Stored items

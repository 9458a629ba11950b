//! Per-item execution state machine
//!
//! ```text
//! Dequeued -> LockPending{0} -> Spacing -> Executing -> Recorded -> Released
//!                  |  ^
//!                  +--+ contended, budget and deadline left (sleep poll_interval)
//!
//! any non-terminal state --error--> Failed (lease released best-effort)
//! ```
//!
//! Each call to [`Pipeline::step`] performs exactly one transition.

use std::fmt;
use std::sync::Arc;
use std::time::Duration;

use tracing::{debug, info, warn};

use super::config::SchedulerConfig;
use crate::error::PaceError;
use crate::executor::TaskExecutor;
use crate::keys::WorkKey;
use crate::lock::{ExecutionLock, Lease};
use crate::spacing::SpacingEnforcer;

#[derive(Debug, Clone, PartialEq, Eq)]
pub enum PipelineState {
    Dequeued,
    /// `attempt` counts failed acquisitions so far
    LockPending { attempt: u32 },
    Spacing { lease: Lease },
    Executing { lease: Lease },
    Recorded { lease: Lease, completed_at_ms: i64 },
    Released,
    Failed { reason: String },
}

impl PipelineState {
    pub fn is_terminal(&self) -> bool {
        matches!(self, PipelineState::Released | PipelineState::Failed { .. })
    }

    pub fn name(&self) -> &'static str {
        match self {
            PipelineState::Dequeued => "dequeued",
            PipelineState::LockPending { .. } => "lock_pending",
            PipelineState::Spacing { .. } => "spacing",
            PipelineState::Executing { .. } => "executing",
            PipelineState::Recorded { .. } => "recorded",
            PipelineState::Released => "released",
            PipelineState::Failed { .. } => "failed",
        }
    }
}

impl fmt::Display for PipelineState {
    fn fmt(&self, f: &mut fmt::Formatter<'_>) -> fmt::Result {
        f.write_str(self.name())
    }
}

/// What happened to one item
#[derive(Debug, Clone, PartialEq, Eq)]
pub struct PipelineReport {
    pub work_key: WorkKey,
    /// `Released` or `Failed`
    pub state: PipelineState,
    pub lock_retries: u32,
    pub spacing_wait: Duration,
    pub completed_at_ms: Option<i64>,
    /// Lock waits give up before this instant
    pub deadline_ms: Option<i64>,
    /// The lease TTL ran out while the executor was still running
    pub lease_lost: bool,
}

impl PipelineReport {
    fn new(work_key: &WorkKey) -> Self {
        Self {
            work_key: work_key.clone(),
            state: PipelineState::Dequeued,
            lock_retries: 0,
            spacing_wait: Duration::ZERO,
            completed_at_ms: None,
            deadline_ms: None,
            lease_lost: false,
        }
    }

    pub fn succeeded(&self) -> bool {
        self.state == PipelineState::Released
    }
}

/// Everything one item needs on its way through the states
#[derive(Clone)]
pub struct Pipeline {
    lock: ExecutionLock,
    spacing: SpacingEnforcer,
    executor: Arc<dyn TaskExecutor>,
    config: SchedulerConfig,
}

impl fmt::Debug for Pipeline {
    fn fmt(&self, f: &mut fmt::Formatter<'_>) -> fmt::Result {
        f.debug_struct("Pipeline")
            .field("lock", &self.lock)
            .field("config", &self.config)
            .finish_non_exhaustive()
    }
}

impl Pipeline {
    pub fn new(
        lock: ExecutionLock,
        spacing: SpacingEnforcer,
        executor: Arc<dyn TaskExecutor>,
        config: SchedulerConfig,
    ) -> Self {
        Self {
            lock,
            spacing,
            executor,
            config,
        }
    }

    pub fn config(&self) -> &SchedulerConfig {
        &self.config
    }

    /// Drive one item from `Dequeued` to a terminal state
    pub async fn run(&self, work_key: &WorkKey) -> PipelineReport {
        self.drive(PipelineReport::new(work_key)).await
    }

    /// Like [`Pipeline::run`], but stops waiting for the lock one poll before
    /// `deadline_ms` so the failure reaches the queue while the delivery
    /// still owns the item
    pub async fn run_until(&self, work_key: &WorkKey, deadline_ms: i64) -> PipelineReport {
        let mut report = PipelineReport::new(work_key);
        report.deadline_ms = Some(deadline_ms);
        self.drive(report).await
    }

    async fn drive(&self, mut report: PipelineReport) -> PipelineReport {
        let mut state = PipelineState::Dequeued;
        while !state.is_terminal() {
            state = self.step(state, &mut report).await;
        }
        report.state = state;
        report
    }

    /// Perform one transition; terminal states map to themselves
    pub async fn step(&self, state: PipelineState, report: &mut PipelineReport) -> PipelineState {
        let work_key = report.work_key.clone();
        match state {
            PipelineState::Dequeued => PipelineState::LockPending { attempt: 0 },

            PipelineState::LockPending { attempt } => match self.lock.acquire(&work_key, self.config.lease_ttl).await {
                Ok(Some(lease)) => PipelineState::Spacing { lease },
                Ok(None) => {
                    report.lock_retries += 1;
                    let attempts = attempt + 1;
                    let poll_interval = self.config.lock_retry.poll_interval;
                    let near_deadline = report
                        .deadline_ms
                        .is_some_and(|deadline| self.lock.now_ms() + poll_interval.as_millis() as i64 >= deadline);
                    if near_deadline || !self.config.lock_retry.allows(attempts) {
                        let err = PaceError::LockContended {
                            work_key: work_key.to_string(),
                            attempts,
                        };
                        info!(%work_key, attempts, near_deadline, "step: giving up on the lock");
                        return PipelineState::Failed { reason: err.to_string() };
                    }
                    debug!(%work_key, attempt = attempts, "step: lock contended");
                    tokio::time::sleep(poll_interval).await;
                    PipelineState::LockPending { attempt: attempts }
                }
                Err(e) => self.fail(None, PaceError::from(e)).await,
            },

            PipelineState::Spacing { lease } => {
                match self.spacing.wait_for_turn(&lease, self.config.min_interval).await {
                    Ok(waited) => {
                        report.spacing_wait += waited;
                        PipelineState::Executing { lease }
                    }
                    Err(e) => self.fail(Some(&lease), PaceError::from(e)).await,
                }
            }

            PipelineState::Executing { lease } => {
                if let Err(e) = self.executor.execute(&work_key).await {
                    // The timestamp is left alone so the retry is spaced from the last success
                    return self.fail(Some(&lease), PaceError::from(e)).await;
                }
                if lease.is_expired(self.lock.now_ms()) {
                    report.lease_lost = true;
                    warn!(%work_key, token = %lease.token, "step: lease expired during execution, key may have run concurrently");
                }
                match self.spacing.record_completion(&lease).await {
                    Ok(completed_at_ms) => PipelineState::Recorded { lease, completed_at_ms },
                    Err(e) => self.fail(Some(&lease), PaceError::from(e)).await,
                }
            }

            PipelineState::Recorded { lease, completed_at_ms } => {
                report.completed_at_ms = Some(completed_at_ms);
                self.release(&lease).await;
                debug!(%work_key, completed_at_ms, "step: released");
                PipelineState::Released
            }

            terminal @ (PipelineState::Released | PipelineState::Failed { .. }) => terminal,
        }
    }

    async fn fail(&self, lease: Option<&Lease>, err: PaceError) -> PipelineState {
        if let Some(lease) = lease {
            self.release(lease).await;
        }
        warn!(error = %err, transient = err.is_transient(), "step: pipeline failed");
        PipelineState::Failed { reason: err.to_string() }
    }

    /// Not retried; the lease TTL cleans up
    async fn release(&self, lease: &Lease) {
        if let Err(e) = self.lock.release(lease).await {
            warn!(work_key = %lease.work_key, error = %e, "release: failed, lock will expire");
        }
    }
}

■ ABOUT THIS EXERCISE
Restate all of the entries above precisely.

■ ANSWER FOR THE TASK
repository 9458a629ba11950b
//! Per-item execution state machine
//!
//! ```text
//! Dequeued -> LockPending{0} -> Spacing -> Executing -> Recorded -> Released
//!                  |  ^
//!                  +--+ contended, budget and deadline left (sleep poll_interval)
//!
//! any non-terminal state --error--> Failed (lease released best-effort)
//! ```
//!
//! Each call to [`Pipeline::step`] performs exactly one transition.

use std::fmt;
use std::sync::Arc;
use std::time::Duration;

use tracing::{debug, info, warn};

use super::config::SchedulerConfig;
use crate::error::PaceError;
use crate::executor::TaskExecutor;
use crate::keys::WorkKey;
use crate::lock::{ExecutionLock, Lease};
use crate::spacing::SpacingEnforcer;

#[derive(Debug, Clone, PartialEq, Eq)]
pub enum PipelineState {
    Dequeued,
    /// `attempt` counts failed acquisitions so far
    LockPending { attempt: u32 },
    Spacing { lease: Lease },
    Executing { lease: Lease },
    Recorded { lease: Lease, completed_at_ms: i64 },
    Released,
    Failed { reason: String },
}

impl PipelineState {
    pub fn is_terminal(&self) -> bool {
        matches!(self, PipelineState::Released | PipelineState::Failed { .. })
    }

    pub fn name(&self) -> &'static str {
        match self {
            PipelineState::Dequeued => "dequeued",
            PipelineState::LockPending { .. } => "lock_pending",
            PipelineState::Spacing { .. } => "spacing",
            PipelineState::Executing { .. } => "executing",
            PipelineState::Recorded { .. } => "recorded",
            PipelineState::Released => "released",
            PipelineState::Failed { .. } => "failed",
        }
    }
}

impl fmt::Display for PipelineState {
    fn fmt(&self, f: &mut fmt::Formatter<'_>) -> fmt::Result {
        f.write_str(self.name())
    }
}

/// What happened to one item
#[derive(Debug, Clone, PartialEq, Eq)]
pub struct PipelineReport {
    pub work_key: WorkKey,
    /// `Released` or `Failed`
    pub state: PipelineState,
    pub lock_retries: u32,
    pub spacing_wait: Duration,
    pub completed_at_ms: Option<i64>,
    /// Lock waits give up before this instant
    pub deadline_ms: Option<i64>,
    /// The lease TTL ran out while the executor was still running
    pub lease_lost: bool,
}

impl PipelineReport {
    fn new(work_key: &WorkKey) -> Self {
        Self {
            work_key: work_key.clone(),
            state: PipelineState::Dequeued,
            lock_retries: 0,
            spacing_wait: Duration::ZERO,
            completed_at_ms: None,
            deadline_ms: None,
            lease_lost: false,
        }
    }

    pub fn succeeded(&self) -> bool {
        self.state == PipelineState::Released
    }
}

/// Everything one item needs on its way through the states
#[derive(Clone)]
pub struct Pipeline {
    lock: ExecutionLock,
    spacing: SpacingEnforcer,
    executor: Arc<dyn TaskExecutor>,
    config: SchedulerConfig,
}

impl fmt::Debug for Pipeline {
    fn fmt(&self, f: &mut fmt::Formatter<'_>) -> fmt::Result {
        f.debug_struct("Pipeline")
            .field("lock", &self.lock)
            .field("config", &self.config)
            .finish_non_exhaustive()
    }
}

impl Pipeline {
    pub fn new(
        lock: ExecutionLock,
        spacing: SpacingEnforcer,
        executor: Arc<dyn TaskExecutor>,
        config: SchedulerConfig,
    ) -> Self {
        Self {
            lock,
            spacing,
            executor,
            config,
        }
    }

    pub fn config(&self) -> &SchedulerConfig {
        &self.config
    }

    /// Drive one item from `Dequeued` to a terminal state
    pub async fn run(&self, work_key: &WorkKey) -> PipelineReport {
        self.drive(PipelineReport::new(work_key)).await
    }

    /// Like [`Pipeline::run`], but stops waiting for the lock one poll before
    /// `deadline_ms` so the failure reaches the queue while the delivery
    /// still owns the item
    pub async fn run_until(&self, work_key: &WorkKey, deadline_ms: i64) -> PipelineReport {
        let mut report = PipelineReport::new(work_key);
        report.deadline_ms = Some(deadline_ms);
        self.drive(report).await
    }

    async fn drive(&self, mut report: PipelineReport) -> PipelineReport {
        let mut state = PipelineState::Dequeued;
        while !state.is_terminal() {
            state = self.step(state, &mut report).await;
        }
        report.state = state;
        report
    }

    /// Perform one transition; terminal states map to themselves
    pub async fn step(&self, state: PipelineState, report: &mut PipelineReport) -> PipelineState {
        let work_key = report.work_key.clone();
        match state {
            PipelineState::Dequeued => PipelineState::LockPending { attempt: 0 },

            PipelineState::LockPending { attempt } => match self.lock.acquire(&work_key, self.config.lease_ttl).await {
                Ok(Some(lease)) => PipelineState::Spacing { lease },
                Ok(None) => {
                    report.lock_retries += 1;
                    let attempts = attempt + 1;
                    let poll_interval = self.config.lock_retry.poll_interval;
                    let near_deadline = report
                        .deadline_ms
                        .is_some_and(|deadline| self.lock.now_ms() + poll_interval.as_millis() as i64 >= deadline);
                    if near_deadline || !self.config.lock_retry.allows(attempts) {
                        let err = PaceError::LockContended {
                            work_key: work_key.to_string(),
                            attempts,
                        };
                        info!(%work_key, attempts, near_deadline, "step: giving up on the lock");
                        return PipelineState::Failed { reason: err.to_string() };
                    }
                    debug!(%work_key, attempt = attempts, "step: lock contended");
                    tokio::time::sleep(poll_interval).await;
                    PipelineState::LockPending { attempt: attempts }
                }
                Err(e) => self.fail(None, PaceError::from(e)).await,
            },

            PipelineState::Spacing { lease } => {
                match self.spacing.wait_for_turn(&lease, self.config.min_interval).await {
                    Ok(waited) => {
                        report.spacing_wait += waited;
                        PipelineState::Executing { lease }
                    }
                    Err(e) => self.fail(Some(&lease), PaceError::from(e)).await,
                }
            }

            PipelineState::Executing { lease } => {
                if let Err(e) = self.executor.execute(&work_key).await {
                    // The timestamp is left alone so the retry is spaced from the last success
                    return self.fail(Some(&lease), PaceError::from(e)).await;
                }
                if lease.is_expired(self.lock.now_ms()) {
                    report.lease_lost = true;
                    warn!(%work_key, token = %lease.token, "step: lease expired during execution, key may have run concurrently");
                }
                match self.spacing.record_completion(&lease).await {
                    Ok(completed_at_ms) => PipelineState::Recorded { lease, completed_at_ms },
                    Err(e) => self.fail(Some(&lease), PaceError::from(e)).await,
                }
            }

            PipelineState::Recorded { lease, completed_at_ms } => {
                report.completed_at_ms = Some(completed_at_ms);
                self.release(&lease).await;
                debug!(%work_key, completed_at_ms, "step: released");
                PipelineState::Released
            }

            terminal @ (PipelineState::Released | PipelineState::Failed { .. }) => terminal,
        }
    }

    async fn fail(&self, lease: Option<&Lease>, err: PaceError) -> PipelineState {
        if let Some(lease) = lease {
            self.release(lease).await;
        }
        warn!(error = %err, transient = err.is_transient(), "step: pipeline failed");
        PipelineState::Failed { reason: err.to_string() }
    }

    /// Not retried; the lease TTL cleans up
    async fn release(&self, lease: &Lease) {
        if let Err(e) = self.lock.release(lease).await {
            warn!(work_key = %lease.work_key, error = %e, "release: failed, lock will expire");
        }
    }
}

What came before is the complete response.